The Russian army boasted of its critical role. “When the Russian flag appears, combat stops—neither Turks nor Kurds want to harm us, so fighting stops thanks to our work,” a Russian officer told the Tass news agency. That was a role once played by the United States. But U.S. power has slowly dwindled in the region.
On Oct. 28, U.S. special operations forces attacked a compound in northwestern Syria, resulting in the death of Islamic State leader Abu Bakr al-Baghdadi. While it represents a tactical victory, his death is unlikely to change power dynamics in the region. Trump has managed to destroy U.S. credibility, anger allies, and embolden enemies—all without actually bringing U.S. soldiers home as promised in his 2016 presidential campaign.
Russia, on the other hand, has played its cards well. Today Russia provides a significant portion of Turkey’s energy needs and sends 6-7 million tourists a year to Turkey. In addition to the sale of advanced missiles, Turkey is considering purchase of the Russian-made Sukhoi Su-57 and Su-35 fighter jets.
Washington strongly objects to Turkey’s purchase of Russian weapons. NATO’s munitions systems are highly coordinated among member nations and subject to strict secrecy. The Trump administration argues that Russian military advisors stationed in Turkey to operate the S-400 system could gather intelligence about NATO equipment. Of course, U.S. spies would have access to the S-400, too.
Nevertheless, when Turkey took delivery of the S-400, the United States canceled plans to sell Ankara F-35 advanced fighter jets. Turkey’s invasion of Syria has further complicated relations with Washington and widened the path for Moscow’s influence.
“Vladimir Putin is a major player,” Kibaroglu said. “What’s wrong with being on good terms with such a guy?” However, this newly minted Russia-Turkey alliance remains controversial within Turkey.
Bad U.S. policies don’t justify building an alliance with Russia, said Faruk Logoglu, who served as the Turkish ambassador to the United States from 2001 to 2005 and is a former parliamentary leader of the opposition Republican People’s Party. Buying Russian missiles was a terrible idea, he told Foreign Policy. “Russia is our archenemy. The purchase raises questions of Turkey’s commitment to NATO.”
He admits that Russia has navigated the troubled waters of Syria with great skill, however. But it’s not clear what role it will play in the months ahead. Arranging a cease-fire is only the first step. Finding a political solution among the fiercely competing armed groups in Syria is another matter. “The great reckoning for all actors will come in the day after, if and when the Turkish operation militarily comes to an end,” Logoglu said.

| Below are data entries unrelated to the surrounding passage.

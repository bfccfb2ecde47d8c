//! Storage engine context.
//!
//! [`StorageRuntime`] ties together the node options, the path policy and
//! the one mount manager shared by every Gluster device of the process.

mod options;

use std::path::Path;
use std::sync::Arc;

use vstore_shared::DiskTemplate;
use vstore_shared::errors::VstoreResult;

use crate::bdev::{Device, DeviceRequest, FileStorage, GlusterParams, GlusterStorage};
use crate::disk::{SpaceInfo, space_info};
use crate::pathcheck::PathPolicy;
use crate::volumes::{GlusterVolume, MountManager};

pub use options::StorageOptions;

/// Entry point for building devices.
#[derive(Debug, Clone)]
pub struct StorageRuntime {
    options: StorageOptions,
    policy: PathPolicy,
    mounts: Arc<MountManager>,
}

impl StorageRuntime {
    /// Runtime driving the real host.
    pub fn new(options: StorageOptions) -> Self {
        let mounts = Arc::new(MountManager::system(options.mount_commands()));
        Self::with_mount_manager(options, mounts)
    }

    /// Runtime over an existing mount manager.
    pub fn with_mount_manager(options: StorageOptions, mounts: Arc<MountManager>) -> Self {
        let policy = options.path_policy();
        Self {
            options,
            policy,
            mounts,
        }
    }

    pub fn options(&self) -> &StorageOptions {
        &self.options
    }

    pub fn path_policy(&self) -> &PathPolicy {
        &self.policy
    }

    pub fn mount_manager(&self) -> &Arc<MountManager> {
        &self.mounts
    }

    /// Create the backing storage for `request` and return the attached device.
    pub fn create_device(&self, request: &DeviceRequest) -> VstoreResult<Device> {
        tracing::info!(
            template = %request.template,
            unique_id = %request.unique_id,
            size_mib = request.size_mib,
            "Creating device"
        );
        match request.template {
            DiskTemplate::File | DiskTemplate::SharedFile => {
                FileStorage::create(request, &self.policy).map(Device::File)
            }
            DiskTemplate::Gluster => {
                GlusterStorage::create(request, &self.policy, &self.mounts).map(Device::Gluster)
            }
        }
    }

    /// Bind to existing backing storage for `request`.
    pub fn attach_device(&self, request: &DeviceRequest) -> VstoreResult<Device> {
        match request.template {
            DiskTemplate::File | DiskTemplate::SharedFile => {
                FileStorage::new(request, &self.policy).map(Device::File)
            }
            DiskTemplate::Gluster => {
                GlusterStorage::new(request, &self.policy, &self.mounts).map(Device::Gluster)
            }
        }
    }

    /// Volume described by Gluster disk parameters.
    pub fn gluster_volume(&self, params: &GlusterParams) -> VstoreResult<GlusterVolume> {
        GlusterVolume::new(
            &params.host,
            params.port,
            &params.volume,
            &self.options.gluster_mount_base,
            Arc::clone(&self.mounts),
        )
    }

    /// Capacity of the filesystem holding `path`.
    pub fn space_info(&self, path: &Path) -> VstoreResult<SpaceInfo> {
        space_info(path)
    }
}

Erdogan’s supporters argue that Turkey’s tilt toward Russia represents a hedge against future foreign-policy conflicts with the United States. Kibaroglu notes that Erdogan still has good personal relations with both Trump and Putin. “The same day he talks on the phone with Trump, he shakes hands with Putin. This is the new world,” he said.
Today’s Russia is not the old Soviet Union, he added. “We’re not living in a world of ideological confrontation,” Kibaroglu argued. “That’s been over for 20 years already. Today, Turkey pursues its interests.”